Spettacolo all’Azteca: Bellingham e Kane trascinano un’Inghilterra eroica ai quarti

(Immagine generata da intelligenza artificiale a scopo illustrativo)

I Tre Leoni superano il Messico 3-2 in dieci uomini: doppietta record di Jude, brivido nel finale dopo il rosso a Quansah. Ora la sfida stellare contro la Norvegia.


MADRID. — Un pezzo di storia del calcio si è consumato sul prato del mitico Stadio Azteca. In un’atmosfera infuocata, l’Inghilterra di Thomas Tuchel ha strappato il pass per i quarti di finale della Coppa del Mondo 2026, piegando per 3-2 un Messico mai domo al termine di una battaglia epica, vietata ai deboli di cuore. Più di un’ora di gioco totale in inferiorità numerica non è bastata a piegare l’orgoglio dei Tre Leoni, trascinati da un superbo Jude Bellingham e dal cinismo del capitano Harry Kane.

L’uno-due di Bellingham che gela l’Azteca

La prima mezz’ora di gioco vive sul filo dell’equilibrio tattico. Il Messico, spinto dal boato del pubblico di casa, stringe le linee e concede pochissimi spazi alle avanzate inglesi. Ma al 36′ la partita si sblocca improvvisamente grazie a una splendida combinazione corale: Declan Rice avvia l’azione sulla corsia mancina, servendo Bukayo Saka che pennella un cross perfetto al centro dell’area. Jude Bellingham si inserisce con i tempi giusti e, con un colpo di testa perentorio, trafigge il portiere Rangel.

Il Messico accusa il colpo e l’Inghilterra ne approfitta immediatamente. Passano appena due minuti (38′) e i britannici effettuano un recupero alto feroce: Harry Kane veste i panni dell’uomo assist e serve un pallone d’oro ancora a Bellingham, che con freddezza glaciale firma la sua doppietta personale, mandando in estasi i tifosi inglesi.

Orgoglio messicano: Quiñones nella storia

Sotto di due reti, la selezione del Messico dimostra un carattere d’acciaio. Invece di arrendersi, si riversa in avanti e al 42′ riapre il match. Sugli sviluppi di un calcio piazzato, la retroguardia inglese non riesce a liberare l’area: si accende una mischia furibonda risolta da Julián Quiñones, lesto a ribattere in rete. Per l’attaccante si tratta del quarto gol in questo Mondiale, una rete storica che gli permette di eguagliare il record assoluto di gol segnati da un calciatore messicano in una singola edizione della Coppa del Mondo.

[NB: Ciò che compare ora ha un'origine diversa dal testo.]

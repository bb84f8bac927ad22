//! Search Collaborator
//!
//! The page loader delegates term matching to a [`Searcher`], which returns
//! page ids in rank order. [`ContentSearcher`] is the built-in implementation:
//! it scores non-deleted, search-visible pages by term hits in the title
//! (weight 3) and in stored content values (weight 1).

use crate::db::DatabaseService;
use crate::models::PageCollection;
use anyhow::{Context, Result};
use async_trait::async_trait;
use libsql::Value;
use regex::Regex;
use std::collections::HashMap;
use std::fmt::Debug;
use std::sync::{Arc, OnceLock};

const TITLE_WEIGHT: u64 = 3;
const CONTENT_WEIGHT: u64 = 1;

const TERM_SEPARATOR_PATTERN: &str = r"[\s,]+";
static TERM_SEPARATOR_REGEX: OnceLock<Regex> = OnceLock::new();

#[async_trait]
pub trait Searcher: Debug + Send + Sync {
    /// Ids of pages matching `terms`, best match first
    ///
    /// Terms shorter than `min_term_length` characters are ignored.
    async fn ranked_ids(&self, terms: &[String], min_term_length: usize) -> Result<Vec<i64>>;

    /// Reorder `pages` to follow `ranked` without dropping any page
    fn sort_by_rank(&self, pages: &mut PageCollection, ranked: &[i64]) {
        pages.sort_by_ids(ranked);
    }
}

/// Split a raw search query on whitespace and commas
pub fn split_search_terms(query: &str) -> Vec<String> {
    let separator =
        TERM_SEPARATOR_REGEX.get_or_init(|| Regex::new(TERM_SEPARATOR_PATTERN).unwrap());

    separator
        .split(query.trim())
        .filter(|term| !term.is_empty())
        .map(str::to_string)
        .collect()
}

/// `LIKE`-based searcher over page titles and content values
#[derive(Debug, Clone)]
pub struct ContentSearcher {
    db: Arc<DatabaseService>,
}

impl ContentSearcher {
    pub fn new(db: Arc<DatabaseService>) -> Self {
        Self { db }
    }

    async fn hits(&self, sql: &str, pattern: &str) -> Result<Vec<i64>> {
        let ids = self
            .db
            .query_ids(sql, vec![Value::Text(pattern.to_string())])
            .await
            .context("search query failed")?;
        Ok(ids)
    }
}

#[async_trait]
impl Searcher for ContentSearcher {
    async fn ranked_ids(&self, terms: &[String], min_term_length: usize) -> Result<Vec<i64>> {
        let mut scores: HashMap<i64, u64> = HashMap::new();

        for term in terms {
            if term.chars().count() < min_term_length {
                continue;
            }
            let pattern = like_pattern(term);

            let title_hits = self
                .hits(
                    "SELECT page_id FROM page
                     WHERE deleted_at IS NULL AND visibility_search = 1
                       AND title LIKE ? ESCAPE '\\'",
                    &pattern,
                )
                .await?;
            for id in title_hits {
                *scores.entry(id).or_default() += TITLE_WEIGHT;
            }

            let content_hits = self
                .hits(
                    "SELECT DISTINCT page_content.page_id FROM page_content
                     JOIN page ON page.page_id = page_content.page_id
                     WHERE page.deleted_at IS NULL AND page.visibility_search = 1
                       AND page_content.value_string LIKE ? ESCAPE '\\'",
                    &pattern,
                )
                .await?;
            for id in content_hits {
                *scores.entry(id).or_default() += CONTENT_WEIGHT;
            }
        }

        let mut ranked: Vec<(i64, u64)> = scores.into_iter().collect();
        ranked.sort_by(|a, b| b.1.cmp(&a.1).then(a.0.cmp(&b.0)));

        tracing::debug!(terms = terms.len(), matches = ranked.len(), "ranked search results");

        Ok(ranked.into_iter().map(|(id, _)| id).collect())
    }
}

/// `%term%` with LIKE wildcards in the term escaped
fn like_pattern(term: &str) -> String {
    let mut escaped = String::with_capacity(term.len() + 2);
    escaped.push('%');
    for c in term.chars() {
        if matches!(c, '%' | '_' | '\\') {
            escaped.push('\\');
        }
        escaped.push(c);
    }
    escaped.push('%');
    escaped
}

#[cfg(test)]
mod tests {
    use super::*;
    use tempfile::TempDir;

    #[test]
    fn test_split_search_terms() {
        assert_eq!(
            split_search_terms("  red shoes,  leather ,,boots "),
            vec!["red", "shoes", "leather", "boots"]
        );
        assert!(split_search_terms("   ").is_empty());
    }

    #[test]
    fn test_like_pattern_escapes_wildcards() {
        assert_eq!(like_pattern("50%_off"), "%50\\%\\_off%");
    }

    async fn insert_page(db: &DatabaseService, id: i64, title: &str, visible: bool, deleted: bool) {
        db.execute(
            "INSERT INTO page (page_id, title, type, position_left, position_right, created_at,
                               visibility_search, deleted_at)
             VALUES (?, ?, 'basic', ?, ?, 0, ?, ?)",
            vec![
                Value::Integer(id),
                Value::Text(title.to_string()),
                Value::Integer(id * 2 - 1),
                Value::Integer(id * 2),
                Value::Integer(visible as i64),
                if deleted { Value::Integer(1) } else { Value::Null },
            ],
        )
        .await
        .unwrap();
    }

    #[tokio::test]
    async fn test_ranking_weights_title_over_content() {
        let temp_dir = TempDir::new().unwrap();
        let db = Arc::new(
            DatabaseService::new(temp_dir.path().join("search.db"))
                .await
                .unwrap(),
        );

        insert_page(&db, 1, "About us", true, false).await;
        insert_page(&db, 2, "Leather boots", true, false).await;
        insert_page(&db, 3, "Hidden boots", false, false).await;
        insert_page(&db, 4, "Deleted boots", true, true).await;
        db.execute(
            "INSERT INTO page_content (page_id, field_name, value_string) VALUES (1, 'body', 'we make boots')",
            vec![],
        )
        .await
        .unwrap();

        let searcher = ContentSearcher::new(Arc::clone(&db));
        let ranked = searcher
            .ranked_ids(&split_search_terms("boots, an"), 3)
            .await
            .unwrap();

        assert_eq!(ranked, vec![2, 1]);
    }
}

Il Var cambia la regia, Kane non trema

La ripresa comincia con gli stessi ritmi altissimi. L’Inghilterra sfiora subito il colpo del K.O. con un inserimento di O’Reilly, il cui tiro si stampa però sfortunatamente sul palo. Al 54′ arriva l’episodio che rischia di stravolgere definitivamente i piani di Tuchel: il difensore Jarell Quansah si rende protagonista di un brutto intervento. Richiamato dal VAR, l’arbitro estrae il cartellino rosso diretto, lasciando gli inglesi in dieci uomini per oltre trentacinque minuti di gioco.

Nonostante l’inferiorità numerica, l’Inghilterra dimostra una maturità tecnico-tattica straordinaria. Al 60′, nel momento di massimo sforzo messicano, Anthony Gordon scatta in profondità e viene atterrato in area dal portiere Rangel: è calcio di rigore. Dal dischetto si presenta Harry Kane, che calcia con potenza e precisione siglando il pesantissimo gol del 3-1.

Finale di fuoco e 11 minuti di sofferenza

Il match non è affatto finito. Al 69′ la situazione si ribalta nuovamente: proprio Kane commette un’ingenuità difensiva nella propria area regalando un penalty ai padroni di casa. Il veterano Raúl Jiménez si incarica del tiro e supera l’estremo difensore inglese, firmando il 2-3 e riaccendendo le speranze del popolo messicano.

Gli ultimi venti minuti, estesi da un interminabile recupero di undici minuti decretato dal direttore di gara, si trasformano in un vero e proprio assedio alla porta britannica. Il Messico getta il cuore oltre l’ostacolo sfruttando l’uomo in più, ma l’Inghilterra si barrica dietro con ordine, disciplina e uno straordinario spirito di sacrificio. Al triplice fischio esplode la gioia della panchina di Tuchel.

I Tre Leoni volano ai quarti di finale dove troveranno la sorprendente Norvegia, fresca dell’incredibile eliminazione inflitta al Brasile. Si preannuncia una sfida stellare, ma questa Inghilterra ha dimostrato di avere le spalle abbastanza larghe per sognare in grande.